Monday, April 10, 2017

#CollectiveMemories Monday - Lindo Palmer, Telegrapher

When Lindo Palmer finished school, there weren’t very many job opportunities in Clarenville. A young man could go off to university, enlist in the military, head for the mainland, or get work with the railway. Lindo had no interest in going to school or the mainland, so he made arrangements to enlist.


“... I was around all that summer, and I did get a chance in the roundhouse – I wanted to be an engineer – and I did get over that summer but nothing happened that year, they weren’t hiring, so I applied to learn telegraph, to become an operator. So anyhow, the summer went on and I never heard anything, so I was going to join the military, and this was Friday evening I went to see the recruiting officer and I was going to St. John’s on a Monday. So anyhow, that Saturday, ... I got a call from my next door neighbour that “Mr. Sparks wants to see you” who was agent here in Clarenville. “Okay.” So I came down to see Mr. Sparks, see what he wanted. He said “I got a letter from the superintendent in St. John’s and if you want to come here and learn telegraph, there’s an opening for you.” So I came here in September, I spent all the winter doing the various things that operators at that time would do – ticket selling, train orders and learning telegraph was the big thing – and the following summer on July the 8th, 1954 I went to work in Millertown Junction, my first job. And I worked [with the railroad] just about thirty-five years.”


Railway tracks and station, Clarenville. Image from the Digital Archive Initiative, Memorial University.
Over the course of his career as a telegrapher, communication technology continued to evolve and change. Lindo continues:


“… Telegraph completely disappeared — I’m not sure what year, roughly two years after, somewhere around 1956 — and was replaced by telephones. It was all done by telephones. Previous to that all train orders and all business relating to railroading was all done by telegraph. So they brought in what they called the dispatchers phone, the dispatchers system, and telegraph gradually phased out, and I had about two years working with the telegraph, two to three years working with the telegraph and it just vanished, it was totally obsolete.”


As part of their training, all telegraphers were required to learn Morse Code. Lindo said that the faster you could pick it up, the more efficient you became. The key was practice, practice, practice.
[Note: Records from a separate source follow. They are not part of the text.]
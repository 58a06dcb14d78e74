//! The session `env` file format.
//!
//! One variable per line, `name:hex(value)`, lines joined by `\n`. Values are
//! hex-encoded so embedded colons, newlines, and non-UTF-8 bytes cannot break
//! the line structure. Names are written verbatim; a name that contains `:` or
//! `\n` (or is empty) cannot be represented and is dropped with a warning.

use std::{
    ffi::OsString,
    os::unix::ffi::{OsStrExt, OsStringExt},
};

use thiserror::Error;

use super::EnvSnapshot;

const SEPARATOR: u8 = b':';
const NEWLINE: u8 = b'\n';

/// Errors raised while decoding an `env` file.
#[derive(Error, Debug, PartialEq)]
pub enum DecodeError {
    #[error("line {line} has no `:` separator")]
    MissingSeparator { line: usize },

    #[error("line {line} has an invalid hex value: {source}")]
    InvalidHex {
        line: usize,
        #[source]
        source: hex::FromHexError,
    },
}

/// Serialize a snapshot into the `env` file format.
#[must_use]
pub fn encode(snapshot: &EnvSnapshot) -> Vec<u8> {
    let mut out = Vec::new();

    for (name, value) in snapshot.iter() {
        let name = name.as_bytes();
        if name.is_empty() || name.contains(&SEPARATOR) || name.contains(&NEWLINE) {
            tracing::warn!(
                name = %String::from_utf8_lossy(name),
                "skipping environment variable with an unencodable name"
            );
            continue;
        }

        if !out.is_empty() {
            out.push(NEWLINE);
        }
        out.extend_from_slice(name);
        out.push(SEPARATOR);
        out.extend_from_slice(hex::encode(value.as_bytes()).as_bytes());
    }

    out
}

/// Parse the `env` file format back into a snapshot.
///
/// Blank lines are ignored, so an empty file decodes to an empty snapshot.
///
/// # Errors
///
/// Returns a [`DecodeError`] naming the first line (1-based) that lacks a
/// separator or carries a value that is not valid hex.
pub fn decode(data: &[u8]) -> Result<EnvSnapshot, DecodeError> {
    let mut snapshot = EnvSnapshot::new();

    for (index, line) in data.split(|&b| b == NEWLINE).enumerate() {
        if line.is_empty() {
            continue;
        }

        let line_no = index + 1;
        let split = line
            .iter()
            .position(|&b| b == SEPARATOR)
            .ok_or(DecodeError::MissingSeparator { line: line_no })?;
        let (name, encoded) = (&line[..split], &line[split + 1..]);

        let value = hex::decode(encoded).map_err(|source| DecodeError::InvalidHex {
            line: line_no,
            source,
        })?;

        snapshot.insert(
            OsString::from_vec(name.to_vec()),
            OsString::from_vec(value),
        );
    }

    Ok(snapshot)
}

#[cfg(test)]
mod tests {
    use super::*;

    fn os(bytes: &[u8]) -> OsString {
        OsString::from_vec(bytes.to_vec())
    }

    #[test]
    fn test_encode_format() {
        let snapshot: EnvSnapshot = [("HOME", "/home/u"), ("A", "")].into_iter().collect();

        let encoded = encode(&snapshot);
        assert_eq!(encoded, b"A:\nHOME:2f686f6d652f75");
    }

    #[test]
    fn test_round_trip_awkward_values() {
        let mut snapshot = EnvSnapshot::new();
        snapshot.insert("EMPTY", "");
        snapshot.insert("COLONS", "a:b::c:");
        snapshot.insert("NEWLINES", "line one\nline two\n");
        snapshot.insert("CONTROL", "\t\r\x1b[0m\x07");
        snapshot.insert("QUOTES", "it's \"quoted\" $HOME `cmd`");
        snapshot.insert(os(b"RAW"), os(&[0xff, 0xfe, 0x00, 0x80]));

        let decoded = decode(&encode(&snapshot)).unwrap();
        assert_eq!(decoded, snapshot);
    }

    #[test]
    fn test_round_trip_every_byte() {
        let all: Vec<u8> = (0..=255).collect();
        let mut snapshot = EnvSnapshot::new();
        snapshot.insert("ALL", os(&all));

        let decoded = decode(&encode(&snapshot)).unwrap();
        assert_eq!(decoded.get("ALL"), Some(os(&all).as_os_str()));
    }

    #[test]
    fn test_empty_snapshot_round_trip() {
        let snapshot = EnvSnapshot::new();

        assert!(encode(&snapshot).is_empty());
        assert_eq!(decode(b"").unwrap(), snapshot);
    }

    #[test]
    fn test_unencodable_names_are_dropped() {
        let mut snapshot = EnvSnapshot::new();
        snapshot.insert("GOOD", "1");
        snapshot.insert("BAD:NAME", "2");
        snapshot.insert("BAD\nNAME", "3");

        let decoded = decode(&encode(&snapshot)).unwrap();
        assert_eq!(decoded.len(), 1);
        assert!(decoded.contains("GOOD"));
    }

    #[test]
    fn test_decode_tolerates_trailing_newline() {
        let decoded = decode(b"HOME:2f\n").unwrap();
        assert_eq!(decoded.get("HOME"), Some(os(b"/").as_os_str()));
    }

    #[test]
    fn test_decode_missing_separator() {
        let err = decode(b"A:61\nBROKEN").unwrap_err();
        assert_eq!(err, DecodeError::MissingSeparator { line: 2 });
    }

    #[test]
    fn test_decode_invalid_hex() {
        let err = decode(b"A:zz").unwrap_err();
        assert!(matches!(err, DecodeError::InvalidHex { line: 1, .. }));
    }
}
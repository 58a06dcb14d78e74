//! Diagnostic logging setup.
//!
//! Standard output carries the shell script, so every log line goes to
//! standard error.

use std::io::IsTerminal;

use tracing_subscriber::EnvFilter;

/// Environment variable holding an `EnvFilter` directive (e.g. `swork=debug`).
pub const LOG_ENV: &str = "SWORK_LOG";

/// Install the global subscriber.
///
/// `SWORK_LOG` takes precedence; otherwise the level is `debug` when
/// `verbose` is set and `warn` when it is not. Calling this twice is harmless.
pub fn init(verbose: bool) {
    let default_level = if verbose { "debug" } else { "warn" };
    let env_filter =
        EnvFilter::try_from_env(LOG_ENV).unwrap_or_else(|_| EnvFilter::new(default_level));

    let _ = tracing_subscriber::fmt()
        .with_env_filter(env_filter)
        .with_target(false)
        .without_time()
        .with_ansi(std::io::stderr().is_terminal())
        .with_writer(std::io::stderr)
        .try_init();
}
“Well, I came down to the station and spent every day there, all that winter. I don’t remember ever spending a lot of time, like, any more than a couple of hours at a time. I mean, you learned the code, and you’d just spend the time at it...  Now some would learn it a lot faster than others, and if you had a telegraph key home where you practice. Now I never had a key home, but there’s some people would catch onto it a lot quicker. And it would depend mostly on amount of time you spent at it. To begin with when you went to work you were very, very green. You weren’t really that hot a telegrapher. So I used to sweat a lot at that. Like I said, it was only about a couple of years and I was just getting comfortable – you know, after the first summer you get to work and then you get comfortable – and train orders was a pretty routine thing, so I had very little trouble with that. … Some people could sit down and they could carry on a conversation and they could write everything down, and those people, a lot of them worked with the telegraph, post and telegraph, and that’s what they were doing all day long. And they could read a book and copy. But as for me, I was pretty careful. It took me some time and the old dispatchers would have lots of patience with you because if you didn’t get something you’d break them and they’d give it to you again slower. That’s the way you started off. It eventually came along, and eventually it was no problem.”


Taking down and relaying train orders was an important part of any telegrapher’s job, and had to be done correctly. Lindo continues:


“A train order was given by the dispatcher in St. John’s and you copied it and there’s always two more stations, one or two more stations, that would have the same order like a train leaving Bishop’s Falls. Number 2 leaving Bishop’s Falls meet Number 1 at Clarenville. So, I would copy the order here for Number 1, and the operator in Bishop’s Falls would copy the same order for Number 2 to meet at Gander. So then I’d have to repeat it back on telegraph, the dispatcher would check it, the operator in Bishop’s Falls would check it, and then at the complete, if the dispatcher was satisfied he would give you the “complete” – COM – complete at the time and his initials. So when you’re wondering about the train orders and very little accidents or anything, the train orders were very, very, very careful that, you know… so, when you’re green at it, you’re frightened scared like, if you copied down meet at Benton and you’re supposed to meet at Millertown Junction. [Laughs].”


When asked if he had a memory that stood out from the rest of his work on the railway, Lindo had this to say:

Not really. I mean, I remember from the first day I went to work until the last day I went to work nothing really outstand other than I enjoyed every minute I worked with the railway. Enjoyed all the people I worked with, it was a great, great bunch of people, and where I worked in the station I was involved with trainmen, enginemen all the time, hundreds and like, Baxter and the roundhouse crowd … I don’t know if you’d call it family or not but it was great. If I had my time back I would do the same thing today.”